La figura de Vicente Fernández, a pesar de su dimisión como presidente de la Sepi en octubre de 2019 por el caso Aznalcóllar, conservaba una influencia considerable en la principal sociedad estatal del país, en gran parte debido a su proximidad con la ministra de Hacienda, María Jesús Montero. Uno de los frentes más lucrativos para la trama fue el rescate de la empresa vasca Tubos Reunidos.
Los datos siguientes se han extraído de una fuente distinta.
/// Three-phase descent for a < -1 with b below z: recurse backwards on
/// a, then jointly on (a, b), then on b alone, switching phases with
/// the A&S 13.4.3 sideways identities.
///
/// The three regions exist because each recurrence is only stable in
/// part of the parameter space: backwards on a needs a > 0, backwards
/// on a and b together needs a < 0 < b, and backwards on b needs b < 0
/// with |b| small.
fn hypergeometric_1f1_backwards_recursion_on_b_for_negative_a<T: MathScalar>(
    a: T,
    b: T,
    z: T,
    policy: &Policy<T>,
    log_scale: &mut i64,
) -> Result<T, EvalError> {
    let one = T::one();
    let budget = i64::from(policy.max_series_iterations);

    let b_shift = (z - b).itrunc() + 2;
    let mut a_shift = (-a).itrunc();
    if a + T::from_shift(a_shift) != T::zero() {
        a_shift += 2;
    }

    if b_shift > budget {
        return Err(EvalError::out_of_range(format!(
            "z - b = {:?} is too large for the descent",
            z - b
        )));
    }
    if a_shift > budget {
        return Err(EvalError::out_of_range(format!(
            "a = {a:?} is too negative for the descent"
        )));
    }

    // Split the total shift into the three phases.
    let mut a_b_shift = if b < T::zero() {
        (b + T::from_shift(b_shift)).itrunc()
    } else {
        b_shift
    };
    let mut leading_a_shift = 3.min(a_shift);
    if a_b_shift > a_shift - 3 {
        a_b_shift = if a_shift < 3 { 0 } else { a_shift - 3 };
    } else {
        leading_a_shift = a_shift - a_b_shift;
    }
    let mut trailing_b_shift = b_shift - a_b_shift;
    if a_b_shift < 5 {
        // Two phases are enough.
        if a_b_shift > 0 {
            leading_a_shift += a_b_shift;
            trailing_b_shift += a_b_shift;
        }
        a_b_shift = 0;
        leading_a_shift -= 1;
    }
    if trailing_b_shift == 0 && b.abs() < T::constant(0.5) && a_b_shift > 0 {
        // Keep the final recursion on b alone, otherwise the digits of
        // a tiny b are thrown away in the joint phase.
        let diff = a_b_shift.min(3);
        a_b_shift -= diff;
        leading_a_shift += diff;
        trailing_b_shift += diff;
    }

    let shifted_a = a + T::from_shift(a_shift);
    let shifted_b = b + T::from_shift(b_shift);
    let mut scale_first = 0i64;
    let mut first = hypergeometric_1f1_imp(shifted_a, shifted_b, z, policy, &mut scale_first)?;
    let mut scale_second = 0i64;
    let second =
        hypergeometric_1f1_imp(shifted_a - one, shifted_b, z, policy, &mut scale_second)?;
    let mut second = equalize_scales(second, scale_second, scale_first);
    *log_scale += scale_first;

    // Phase 1: backwards on a at fixed b + b_shift.
    second = apply_backward(
        &RecurrenceOnA::new(shifted_a - one, shifted_b, z),
        leading_a_shift as u64,
        first,
        second,
        policy,
        log_scale,
        Some(&mut first),
    );

    if a_b_shift > 0 {
        // Sideways into the joint phase (A&S 13.4.3).
        {
            let la = a + T::from_shift(a_shift - leading_a_shift) - one;
            let lb = shifted_b;
            second = ((one + la - lb) * second - la * first) / (one - lb);
        }
        second = apply_backward(
            &RecurrenceOnAB::new(a, b + T::from_shift(b_shift - a_b_shift), z, a_b_shift - 1),
            (a_b_shift - 1) as u64,
            first,
            second,
            policy,
            log_scale,
            Some(&mut first),
        );
        // Sideways out of the joint phase: leave "second" in place and
        // move "first" across.
        {
            let lb = b + T::from_shift(trailing_b_shift) + one;
            first = (second * (lb - one) - a * first) / -(one + a - lb);
        }
    } else {
        // Skipping the joint phase: shift the window forward by one.
        let third = -(second * (one + a - b - T::from_shift(b_shift)) - first * a)
            / (b + T::from_shift(b_shift) - one);
        first = second;
        second = third;
        trailing_b_shift -= 1;
    }

    if trailing_b_shift > 0 {
        second = apply_backward(
            &RecurrenceOnSmallB::new(a, b, z, trailing_b_shift),
            trailing_b_shift as u64,
            first,
            second,
            policy,
            log_scale,
            None,
        );
    }
    Ok(second)
}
Las anotaciones de Leire Díez reflejan la incertidumbre sobre la aprobación de la operación por parte de la Sepi, cifrada en 112,8 millones de euros, pero también la confianza en que Antxón Alonso podría obtener una confirmación ante el PNV, demostrando el acceso a «información fidedigna». La presión del PNV ante el Gobierno se presentaba como una baza más, y la pregunta implícita era clara: «¿Compensación para Servinabar?». Según la UCO, la compensación existió, al menos indirectamente, ya que Tubos Reunidos pagó 114.945 euros a la trama en una primera fase.
El caso Forestalia arroja otra luz sobre la modus operandi del grupo. El punto 19 del acta revela que «Vicente prepara papel para Santos», anticipando una comida clave que se produjo seis días después, el 12 de julio, entre Cerdán, Vicente Fernández y el entonces presidente de Forestalia, Fernando Samper, en Zaragoza. El resultado de este acercamiento fue, al menos, una comisión de 200.000 euros, tras la mediación de la trama para que Sepides concediera una subvención de 17,2 millones de euros a una filial de Forestalia. Estas revelaciones plantean serias interrogantes sobre la integridad en la gestión de los recursos públicos y la influencia de redes opacas en las decisiones económicas del Estado.
La noticia destapada por EL MUNDO sobre las anotaciones de Leire Díez en la sede de Servinabar es un auténtico terremoto político y judicial que sacude los cimientos de la confianza pública. Más allá de las negaciones iniciales, el documento judicial es demoledor y describe un entramado donde la influencia política se convertía en moneda de cambio para perpetrar «pelotazos» a costa del erario público. La mera idea de que figuras con responsabilidades en el PSOE, y con acceso privilegiado a información estratégica del Estado, pudieran estar tejiendo redes para obtener beneficios ilícitos es profundamente desalentadora. Estamos ante la evidencia de una corrupción sistémica que opera en las sombras, donde el interés particular prevalece sobre el bien común, y donde la impunidad parece ser el motor que impulsa estas acciones.
Es imperativo que las autoridades judiciales actúen con celeridad y contundencia para esclarecer todas las ramificaciones de este caso y depurar responsabilidades. La aparición del nombre de Santos Cerdán, ex secretario de Organización del PSOE, en este contexto es especialmente grave y exige una explicación pública y transparente, más allá de las negaciones superficiales. La ciudadanía necesita tener la certeza de que sus representantes actúan con la máxima integridad y que los fondos públicos están a salvo de cualquier apetito especulativo. Este suceso no solo daña la imagen de un partido, sino que erosiona la fe en nuestras instituciones y en la propia democracia, haciendo más urgente que nunca la necesidad de fortalecer los mecanismos de control y garantizar la independencia de la justicia.